The Shipibas Muralistas collective of Lima, for example, explains by email that the patterns come first from the piri piri plant, whose extract is usually placed with a drop in the eyes of small children. He also cites ayahuasca, which allows “visions to be channeled into designs.” The group is made up of four Shipibas artists who migrated from Pucallpa, in the Amazon jungle, to the Peruvian capital, where they have created more than 50 murals.

'Mermaid Dreams', by Anderson Debernardi.
'Mermaid Dreams', by Anderson Debernardi.

Not everyone claims that link. The Austrian ethnomusicologist Bernd Brabec de Mori, from the University of Innsbruck, points out by email that the designs were found on ceramics hundreds of years before ayahuasca began to be used. The reasons that are known today mostly emerged during the rubber rush, when the concoction began to be used as a means of healing.

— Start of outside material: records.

//! Bring the recorded state of a student repository in line with its remote.
//!
//! A sync either clones a fresh working copy or fetches and fast-forwards the
//! existing one, then records the new head in the `clone` or `pull` slot.
//! The working copy and the store change together or not at all.
use super::store::SubmissionStore;
use super::{clone_url, ensure_author, repo_name, Slot, SyncResult, TaskNumber};
use crate::config::Config;
use crate::error::Result;
use crate::utils::batch::run_bounded;
use crate::utils::git::VersionControl;
use crate::utils::paths::{validate_key, working_copy_path};
use std::collections::HashMap;
use std::path::{Path, PathBuf};
use std::sync::{Arc, Mutex, PoisonError};

/// Per-key locks guarding working copies.
type KeyLocks = Mutex<HashMap<(String, TaskNumber), Arc<Mutex<()>>>>;

/// Orchestrates [`VersionControl`] and [`SubmissionStore`] for one organization.
#[derive(Debug)]
pub struct SyncEngine<V, S> {
    /// Working copy operations.
    vcs: V,
    /// Shared submission store.
    store: Arc<S>,
    /// Root of all working copies.
    repos_dir: PathBuf,
    /// Clone URL prefix.
    vcs_host: String,
    /// Organization name.
    org: String,
    /// One lock per `(student, task)`, so a working copy has a single writer.
    locks: KeyLocks,
}

impl<V: VersionControl, S: SubmissionStore> SyncEngine<V, S> {
    /// Create an engine for the organization in `config`.
    pub fn new(vcs: V, store: Arc<S>, config: &Config) -> Self {
        Self {
            vcs,
            store,
            repos_dir: config.repos_dir(),
            vcs_host: config.vcs_host.clone(),
            org: config.org.clone(),
            locks: Mutex::new(HashMap::new()),
        }
    }

    /// The store this engine writes to.
    pub const fn store(&self) -> &Arc<S> {
        &self.store
    }

    /// Clone or update the repository of `student` for `task` and record its head.
    ///
    /// Never returns an error: every failure becomes a `failed` result and
    /// leaves both the working copy and the store as they were.
    #[tracing::instrument(skip(self))]
    pub fn sync(&self, student: &str, task: TaskNumber) -> SyncResult {
        match self.try_sync(student, task) {
            Ok(result) => result,
            Err(err) => {
                tracing::error!(
                    "Error handling repo for {}: {err}",
                    repo_name(student, task)
                );
                SyncResult::failed(&err)
            }
        }
    }

    /// [`Self::sync`] for every student, at most `jobs` at a time.
    pub fn sync_many(
        &self,
        students: &[String],
        task: TaskNumber,
        jobs: usize,
    ) -> Vec<(String, SyncResult)> {
        let results = run_bounded(students, jobs, |student| self.sync(student, task));
        students.iter().cloned().zip(results).collect()
    }

    /// The sync pipeline under the key's lock, errors propagated.
    fn try_sync(&self, student: &str, task: TaskNumber) -> Result<SyncResult> {
        validate_key(student, task)?;
        let key_lock = self.key_lock(student, task);
        let result = {
            let _guard = key_lock.lock().unwrap_or_else(PoisonError::into_inner);
            self.sync_locked(student, task)
        };
        self.release_key_lock(student, task, key_lock);
        result
    }

    /// Clone or pull and record, with the key's lock held.
    fn sync_locked(&self, student: &str, task: TaskNumber) -> Result<SyncResult> {
        let name = repo_name(student, task);
        let path = working_copy_path(&self.repos_dir, student, task);
        let previous = if self.vcs.exists(&path) {
            let remote = self.vcs.fetch_remote_head(&path)?;
            let local = self.vcs.local_head(&path)?;
            if remote == local {
                tracing::info!("No updates for {name}, latest commit hash is the same");
                return Ok(SyncResult::no_updates());
            }
            Some(local)
        } else {
            None
        };

        let advanced = match previous {
            Some(_) => self.vcs.pull(&path).map(|pulled| {
                tracing::info!(hash = %pulled.hash, "Pulled repo for {name}");
            }),
            None => {
                let url = clone_url(&self.vcs_host, &self.org, student, task);
                self.vcs.clone_remote(&url, &path).map(|cloned| {
                    tracing::info!(hash = %cloned.hash, "Cloned repo for {name}");
                })
            }
        };
        advanced
            .and_then(|()| self.record(student, task, &path))
            .map_err(|err| {
                self.rollback(&path, previous.as_deref());
                err
            })
    }

    /// Read the new head and write it to the next free slot.
    fn record(&self, student: &str, task: TaskNumber, path: &Path) -> Result<SyncResult> {
        let snapshot = self.vcs.head_snapshot(path)?;
        ensure_author(student, &snapshot.author)?;
        let mut slot = Slot::Clone;
        self.store.update(student, task, |mut record| {
            slot = record.record_snapshot(snapshot.clone());
            Ok(record)
        })?;
        tracing::info!("Stored {slot} commit for {}", repo_name(student, task));
        Ok(SyncResult::recorded(slot, &snapshot))
    }

    /// Undo a clone or pull whose snapshot could not be recorded.
    fn rollback(&self, path: &Path, previous: Option<&str>) {
        let undone = match previous {
            Some(hash) => self.vcs.reset(path, hash),
            None => self.vcs.discard(path),
        };
        if let Err(err) = undone {
            tracing::error!("Could not roll back {}: {err}", path.display());
        }
    }

    /// The lock for `(student, task)`, created on first use.
    fn key_lock(&self, student: &str, task: TaskNumber) -> Arc<Mutex<()>> {
        let mut locks = self.locks.lock().unwrap_or_else(PoisonError::into_inner);
        Arc::clone(locks.entry((student.to_owned(), task)).or_default())
    }

    /// Drop our handle on the key's lock, and its map entry once nobody else
    /// holds or waits for it. Handles are only cloned under the map lock, so
    /// the count cannot grow while it is checked.
    fn release_key_lock(&self, student: &str, task: TaskNumber, key_lock: Arc<Mutex<()>>) {
        let mut locks = self.locks.lock().unwrap_or_else(PoisonError::into_inner);
        let key = (student.to_owned(), task);
        if locks
            .get(&key)
            .is_some_and(|entry| Arc::ptr_eq(entry, &key_lock) && Arc::strong_count(entry) == 2)
        {
            locks.remove(&key);
        }
    }
}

The relationship between patterns and visions dates back to “the last few decades,” says the researcher, who studied the designs for years.

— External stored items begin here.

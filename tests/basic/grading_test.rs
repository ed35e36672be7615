use gradesync::error::ErrorKind;
use gradesync::submissions::grading::GradeEngine;
use gradesync::submissions::store::SubmissionStore;
use gradesync::submissions::{Category, Status};

use crate::common::{self, raw_issue, snapshot, FakeTracker, Listing, GRADER, JAN_15};

#[test]
fn test_refresh_expect_latest_grader_issue_per_category_stored() {
    let td = common::tempdir();
    let config = common::test_config(td.path());
    let store = common::open_store(&config);
    let tracker = FakeTracker::default();
    tracker.set(
        "hugokar-task-1",
        Listing::Issues(vec![
            raw_issue("Komplettera", GRADER, "2024-01-20T08:00:00Z"),
            raw_issue("Pass", GRADER, "2024-01-25T08:00:00Z"),
            raw_issue("Pass", "hugokar", "2024-01-30T08:00:00Z"),
            raw_issue("Question", GRADER, "2024-01-31T08:00:00Z"),
        ]),
    );
    let engine = GradeEngine::new(tracker, store.clone(), GRADER);

    let actual = engine.refresh("hugokar", 1);

    assert_eq!(actual.status, Status::Success);
    assert_eq!(
        actual.issues.keys().copied().collect::<Vec<_>>(),
        vec![Category::Pass, Category::Komplettera]
    );
    assert_eq!(actual.issues[&Category::Pass].body, "Pass from ta1");
    let record = store.read("hugokar", 1).unwrap().unwrap();
    assert_eq!(record.issues, actual.issues);
}

#[test]
fn test_refresh_replaces_issues_and_keeps_snapshots() {
    let td = common::tempdir();
    let config = common::test_config(td.path());
    let store = common::open_store(&config);
    store
        .update("hugokar", 1, |mut record| {
            record.record_snapshot(snapshot("hugokar", "h1", JAN_15));
            Ok(record)
        })
        .unwrap();
    let tracker = FakeTracker::default();
    tracker.set(
        "hugokar-task-1",
        Listing::Issues(vec![raw_issue("Fail", GRADER, "2024-01-20T08:00:00Z")]),
    );
    let engine = GradeEngine::new(tracker.clone(), store.clone(), GRADER);
    assert!(engine.refresh("hugokar", 1).is_success());

    tracker.set("hugokar-task-1", Listing::Issues(Vec::new()));
    let actual = engine.refresh("hugokar", 1);

    assert!(actual.is_success());
    let record = store.read("hugokar", 1).unwrap().unwrap();
    assert!(record.issues.is_empty());
    assert_eq!(record.clone.unwrap().hash, "h1");
}

#[test]
fn test_refresh_when_repository_missing_expect_empty_success_and_no_record() {
    let td = common::tempdir();
    let config = common::test_config(td.path());
    let store = common::open_store(&config);
    let tracker = FakeTracker::default();
    tracker.set("ghost-task-1", Listing::Missing);
    let engine = GradeEngine::new(tracker, store.clone(), GRADER);

    let actual = engine.refresh("ghost", 1);

    assert_eq!(actual.status, Status::Success);
    assert!(actual.issues.is_empty());
    assert!(store.read("ghost", 1).unwrap().is_none());
}

#[test]
fn test_refresh_when_transport_fails_expect_failed_and_store_unchanged() {
    let td = common::tempdir();
    let config = common::test_config(td.path());
    let store = common::open_store(&config);
    let tracker = FakeTracker::default();
    tracker.set(
        "hugokar-task-1",
        Listing::Issues(vec![raw_issue("Pass", GRADER, "2024-01-20T08:00:00Z")]),
    );
    let engine = GradeEngine::new(tracker.clone(), store.clone(), GRADER);
    engine.refresh("hugokar", 1);
    let before = store.read("hugokar", 1).unwrap();

    tracker.set("hugokar-task-1", Listing::Offline);
    let actual = engine.refresh("hugokar", 1);

    assert_eq!(actual.status, Status::Failed);
    assert_eq!(actual.kind, Some(ErrorKind::Transport));
    assert!(actual.reason.unwrap().contains("502"));
    assert_eq!(store.read("hugokar", 1).unwrap(), before);
}

#[test]
fn test_refresh_many_expect_one_result_per_student() {
    let td = common::tempdir();
    let config = common::test_config(td.path());
    let store = common::open_store(&config);
    let tracker = FakeTracker::default();
    tracker.set(
        "anna-task-4",
        Listing::Issues(vec![raw_issue("Pass", GRADER, "2024-02-01T08:00:00Z")]),
    );
    tracker.set("bertil-task-4", Listing::Offline);
    let engine = GradeEngine::new(tracker, store.clone(), GRADER);
    let students = vec!["anna".to_owned(), "bertil".to_owned()];

    let actual = engine.refresh_many(&students, 4, 2);

    assert_eq!(actual.len(), 2);
    assert!(actual[0].1.is_success());
    assert_eq!(actual[1].1.status, Status::Failed);
    assert!(store.read("anna", 4).unwrap().is_some());
    assert!(store.read("bertil", 4).unwrap().is_none());
}

#[test]
fn test_create_issue_expect_assigned_to_student_and_store_untouched() {
    let td = common::tempdir();
    let config = common::test_config(td.path());
    let store = common::open_store(&config);
    let tracker = FakeTracker::default();
    let engine = GradeEngine::new(tracker.clone(), store.clone(), GRADER);

    let actual = engine.create_issue("hugokar", 1, "Komplettera", "Fix the tests");

    assert_eq!(actual.status, Status::Success);
    let created = tracker.created.lock().unwrap().clone();
    assert_eq!(created.len(), 1);
    assert_eq!(created[0].repo, "hugokar-task-1");
    assert_eq!(created[0].title, "Komplettera");
    assert_eq!(created[0].body, "Fix the tests");
    assert_eq!(created[0].assignee, "hugokar");
    assert!(store.student("hugokar").unwrap().is_empty());
}

#[test]
fn test_create_issue_when_tracker_fails_expect_failed_outcome() {
    let td = common::tempdir();
    let config = common::test_config(td.path());
    let store = common::open_store(&config);
    let tracker = FakeTracker::default();
    tracker.set("hugokar-task-1", Listing::Offline);
    let engine = GradeEngine::new(tracker.clone(), store, GRADER);

    let actual = engine.create_issue("hugokar", 1, "Pass", "");

    assert_eq!(actual.status, Status::Failed);
    assert_eq!(actual.kind, Some(ErrorKind::Transport));
    assert!(tracker.created.lock().unwrap().is_empty());
}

What interested Commissioner Dupuis, however, is the way in which the populations of the Amazon used the attraction generated by ayahuasca as a “way of valuing” their art, their crafts and their culture. “Shipibo art and crafts achieved notoriety at the same time as shamanic tourism,” says the anthropologist.

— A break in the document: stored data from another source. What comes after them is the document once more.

pub fn histogram(_table: &Table, columns: &[&Column], op: &ResolvedOperation) -> ComputationResult {
    let chart = ChartKind::Hist;
    let numeric = op.columns.iter().position(|c| c.dtype == ColumnType::Numeric);
    let Some(column) = numeric.and_then(|i| columns.get(i)) else {
        // Categorical-only request: a histogram of a category is its counts.
        return match columns.first() {
            Some(column) => count_chart(chart, column),
            None => wrong_arity(OperationKind::Visualize(chart), "at least 1", 0),
        };
    };

    let values: Vec<f64> = column.numeric_values().into_iter().flatten().collect();
    let bins = stats::histogram(&values, op.params.bins);
    if bins.is_empty() {
        return no_points(chart, format!("a numeric value in `{}`", column.name()));
    }
    let labels = bins
        .iter()
        .map(|b| format!("{}-{}", fmt2(b.lo), fmt2(b.hi)))
        .collect();
    let counts = bins.iter().map(|b| b.count as f64).collect();
    let narrative = format!(
        "Histogram of {} across {} bins ({} values).",
        column.name(),
        bins.len(),
        values.len()
    );
    ComputationResult::computed(
        OperationKind::Visualize(chart),
        Payload::Chart(ChartData {
            chart,
            x_column: column.name().to_string(),
            y_column: None,
            x: Series::Labels(labels),
            y: counts,
            y_measure: "count".to_string(),
        }),
        narrative,
    )
}

/// Shared by line and scatter: y is the numeric column (the second one when
/// both are numeric), x is the other.
fn xy_chart(chart: ChartKind, columns: &[&Column], op: &ResolvedOperation, sort_by_x: bool) -> ComputationResult {
    let kind = OperationKind::Visualize(chart);
    let ([first, second], [first_meta, second_meta]) = (columns, op.columns.as_slice()) else {
        return wrong_arity(kind, "exactly 2", columns.len());
    };
    let ((x, x_meta), (y, _)) = if second_meta.dtype == ColumnType::Numeric {
        ((first, first_meta), (second, second_meta))
    } else {
        ((second, second_meta), (first, first_meta))
    };

    let ys = y.numeric_values();
    let points: Vec<(XValue, f64)> = x
        .cells()
        .iter()
        .zip(ys)
        .filter_map(|(cell, yv)| {
            let yv = yv?;
            let xv = match x_meta.dtype {
                ColumnType::Numeric => XValue::Number(cell.as_f64()?),
                ColumnType::Datetime => {
                    let text = cell.as_text()?;
                    XValue::Time(parse_datetime(&text)?, text)
                }
                _ => XValue::Label(cell.as_text()?),
            };
            Some((xv, yv))
        })
        .collect();
    if points.is_empty() {
        return no_points(chart, format!("both `{}` and `{}`", x.name(), y.name()));
    }

    let mut points = points;
    if sort_by_x {
        points.sort_by(|a, b| a.0.cmp_key(&b.0));
    }
    let n = points.len();
    let x_series = if x_meta.dtype == ColumnType::Numeric {
        Series::Numbers(points.iter().filter_map(|(xv, _)| xv.number()).collect())
    } else {
        Series::Labels(points.iter().map(|(xv, _)| xv.label()).collect())
    };
    let ys: Vec<f64> = points.into_iter().map(|(_, yv)| yv).collect();

    let narrative = match chart {
        ChartKind::Line => format!("Line chart of {} over {} ({n} points).", y.name(), x.name()),
        _ => format!("Scatter plot of {} against {} ({n} points).", y.name(), x.name()),
    };
    ComputationResult::computed(
        kind,
        Payload::Chart(ChartData {
            chart,
            x_column: x.name().to_string(),
            y_column: Some(y.name().to_string()),
            x: x_series,
            y: ys,
            y_measure: y.name().to_string(),
        }),
        narrative,
    )
}

pub fn line_chart(_table: &Table, columns: &[&Column], op: &ResolvedOperation) -> ComputationResult {
    xy_chart(ChartKind::Line, columns, op, true)
}

pub fn scatter_chart(_table: &Table, columns: &[&Column], op: &ResolvedOperation) -> ComputationResult {
    xy_chart(ChartKind::Scatter, columns, op, false)
}

#[derive(Debug, Clone)]
enum XValue {
    Number(f64),
    Time(NaiveDateTime, String),
    Label(String),
}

The exhibition reveals how the kené have inserted themselves into the world art market, with artists such as Sara Flores, Chonon Bensho or Celia Vasquez Yui. The three live in Peru, but are part of the Shipibo Conibo Center in New York, a non-profit organization that seeks to enhance their creations, now on display in Paris. But the exhibition also includes works that break with the tradition of the kené and opt for a more figurative register, always related to the mythology, environment and ways of life of the Amazonian communities. And sometimes, with ayahuasca-induced visions.

Shipibo-Konibo painters

This is the case of Pablo Amaringo, who together with the Colombian researcher Luis Eduardo Lima created the Usko Ayar painting school in the Amazonian city of Pucallpa in 1988. Or Roldán Pinedo, who is part of the first generation of Shipibo-Konibo painters who emigrated to Lima, among others, to publicize their creations. Of his painting “The Vision of the Rainbow,” he says: “It is an illustration of the world that is in the rainbow, which I saw during an ayahuasca ceremony. Painting that vision seemed like evidence to me.”

Through art, the exhibition also seeks to reflect on the globalization of the brew, driven by the rise of shamanic tourism. Popularized in 1963 by writers William Burroughs and Allen Ginsberg with Yagé Letters, the growing interest in this hallucinogen has generated profound cultural and economic transformations in the area. And it has opened the way to the emergence of another, more psychedelic form of art.